He closed the door behind him.
Erlich drove away fast. There was only one place now he could head for.
Dan Ruane stood in the middle of the concourse. There were high white sheet-screens around the shooting scene. Rutherford's body was still there, but covered by a blanket. There was the fast flash of the photographer's bulb, Scene of Crime completing their work. The suitcase and the grip bag were now open. The clothes were being lifted out, checked, noted, piled. There were chalk circles round the three spent cartridge cases.
"We lost a brave and able young man because your cowboy didn't know what the hell he was doing… "
"Crap."
"… and because he couldn't face the music, he ran."
"You won't like it, Hobbes, but you're going to get them, home truths, stuffed up your gullet. The failure was yours. You moved nowhere on this. Every break you had, every lead, came from Bill Erlich. You sit in your goddam ivory towers, you think you matter in the world, whatever world. Erlich came here expecting action, expecting a good scene, and he got himself pissed on. Your resources are pathetic. Your work rate is pathetic.
Your commitment, beside Bill Erlich's, well, it's laughable."
The photographer with the flash camera on the tripod was watching him. The two detectives on their knees and taking the clothes from the suitcase and the grip bag were listening to him.

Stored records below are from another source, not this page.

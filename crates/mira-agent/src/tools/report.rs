use chrono::Local;
use serde_json::Value;
use std::sync::Arc;

use mira_core::models::ArtifactKind;
use mira_services::providers::ToolDefinition;

use super::board::{board_input_schema, BoardInput};
use super::{
    parse_input, Tool, ToolFuture, ToolOutput, TurnContext, LLM_NOT_CONFIGURED,
    TRELLO_NOT_CONFIGURED,
};
use crate::context::AgentContext;
use crate::generate::generate_status_report;

/// `generate_status_report(board_id_or_url)`
pub struct GenerateReportTool {
    context: Arc<AgentContext>,
}

impl GenerateReportTool {
    pub fn new(context: Arc<AgentContext>) -> Self {
        Self { context }
    }
}

impl Tool for GenerateReportTool {
    fn definition(&self) -> ToolDefinition {
        ToolDefinition {
            name: "generate_status_report".to_string(),
            description: "Generate a weekly status report from a Trello board. Use this tool \
                when the user asks for a status report or weekly update."
                .to_string(),
            input_schema: board_input_schema(),
        }
    }

    fn execute<'a>(&'a self, turn: &'a TurnContext<'a>, input: Value) -> ToolFuture<'a> {
        Box::pin(async move {
            let input: BoardInput = match parse_input("generate_status_report", input) {
                Ok(input) => input,
                Err(output) => return Ok(output),
            };
            let Some(board) = self.context.board() else {
                return Ok(ToolOutput::success(TRELLO_NOT_CONFIGURED));
            };
            let Some(llm) = self.context.llm() else {
                return Ok(ToolOutput::success(LLM_NOT_CONFIGURED));
            };

            let data = match board.fetch_board(&input.board_id_or_url).await {
                Ok(data) => data,
                Err(e) => {
                    return Ok(ToolOutput::error(format!("Error fetching Trello data: {}", e)))
                }
            };
            let today = Local::now().date_naive();
            let report = match generate_status_report(
                &**llm,
                &data,
                today,
                self.context.temperature(),
            )
            .await
            {
                Ok(report) => report,
                Err(e) => {
                    return Ok(ToolOutput::error(format!(
                        "Error generating status report: {}",
                        e
                    )))
                }
            };

            turn.state.save(ArtifactKind::Report, &report).await;
            Ok(ToolOutput::saved(
                format!(
                    "✅ **Status Report Generated Successfully!**\n\n{}\n\n---\n📥 **Download Options Available:** The report has been saved as PDF, DOCX, Markdown and text.",
                    report
                ),
                ArtifactKind::Report,
            ))
        })
    }
}

#[cfg(test)]
mod tests {
    use super::*;
    use crate::session::ChatSession;
    use mira_services::test_helpers::{card, text_response, FakeBoard, ScriptedLlm};
    use serde_json::json;

    fn context(llm: Arc<ScriptedLlm>) -> Arc<AgentContext> {
        let board = Arc::new(FakeBoard::new(
            "b1",
            vec![
                ("To Do", vec![card("Task A", "", None)]),
                ("Done", vec![card("Task B", "", Some("2025-01-01T00:00:00.000Z"))]),
            ],
        ));
        Arc::new(AgentContext::new(0.7, 10).with_llm(llm).with_board(board))
    }

    #[tokio::test]
    async fn report_saved_with_todays_date() {
        let llm = Arc::new(ScriptedLlm::new(vec![text_response(
            "## Progress This Week\n### Completed Tasks\n- Task B\n### In Progress Tasks\n- Task A",
        )]));
        let session = ChatSession::default();
        let turn = TurnContext {
            vector_index: None,
            state: &session.artifacts,
        };

        let output = GenerateReportTool::new(context(llm.clone()))
            .execute(&turn, json!({"board_id_or_url": "b1"}))
            .await
            .unwrap();

        let today = Local::now().format("%Y-%m-%d").to_string();
        assert_eq!(output.saved, Some(ArtifactKind::Report));
        let report = session.current_report().unwrap();
        assert!(report.contains(&today));
        assert!(report.contains("### Completed Tasks\n- Task B"));
        assert!(report.contains("### In Progress Tasks\n- Task A"));

        let prompt = llm.requests()[0].messages[0].text();
        assert!(prompt.contains("## To Do\n- Task A\n## Done\n- Task B (Due: 2025-01-01)"));
    }

    #[tokio::test]
    async fn missing_board_credentials() {
        let llm = Arc::new(ScriptedLlm::new(vec![]));
        let context = Arc::new(AgentContext::new(0.7, 10).with_llm(llm.clone()));
        let session = ChatSession::default();
        let turn = TurnContext {
            vector_index: None,
            state: &session.artifacts,
        };
        let output = GenerateReportTool::new(context)
            .execute(&turn, json!({"board_id_or_url": "b1"}))
            .await
            .unwrap();
        assert_eq!(output.content, TRELLO_NOT_CONFIGURED);
        assert!(llm.requests().is_empty());
        assert_eq!(session.current_report(), None);
    }
}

The policeman with the chalk mess on his fingers eyed him. And Dan Ruane, the big man, didn't give a damn who listened.
Hobbes stood his ground. " H e ran away… "
"Say that again, and I'll put your teeth at the back of your throat."
Hobbes stood his full height. "Grow up, Ruane. This isn't the Wild West. Just tell me where you think he's gone."
It might just be, just, that Erlich had one more chance, not more than one more chance. And it might just be, just, that if Erlich didn't take that chance then Dan Ruane would be on the flight out with him. One more chance, and that was stretching it, that was all Erlich had.
"He'll have gone where he reckons Colt's gone… Have you a better idea where he should have gone?"
" W e have very little time, Dr Bissett."
" Y e s. "
"What we have going for us, and it's not a lot, is that with everything else that's queuing up, they take time to get their act in place."
" Y e s. "
"What I reckon is that the ferries are our best chance. You with me?"
"Which ferries?"
"Weymouth, Bridport down south, boat across to France. One of the night sailings. They'll take time to get their act in place, that's our best hope."
" I f you say so, Colt."
They were past Salisbury. Colt drove into the lay-by beside the darkened windows of the shop. The village was called Bishopstone. It was a small place, tucked away from the great world in vast tracts of farmland. He had followed the side roads, as far as was possible, through the villages. He was safe among the villages and on the high-hedged lanes, because that was the country he knew. Bishopstone and Heathrow, they were not of the same world.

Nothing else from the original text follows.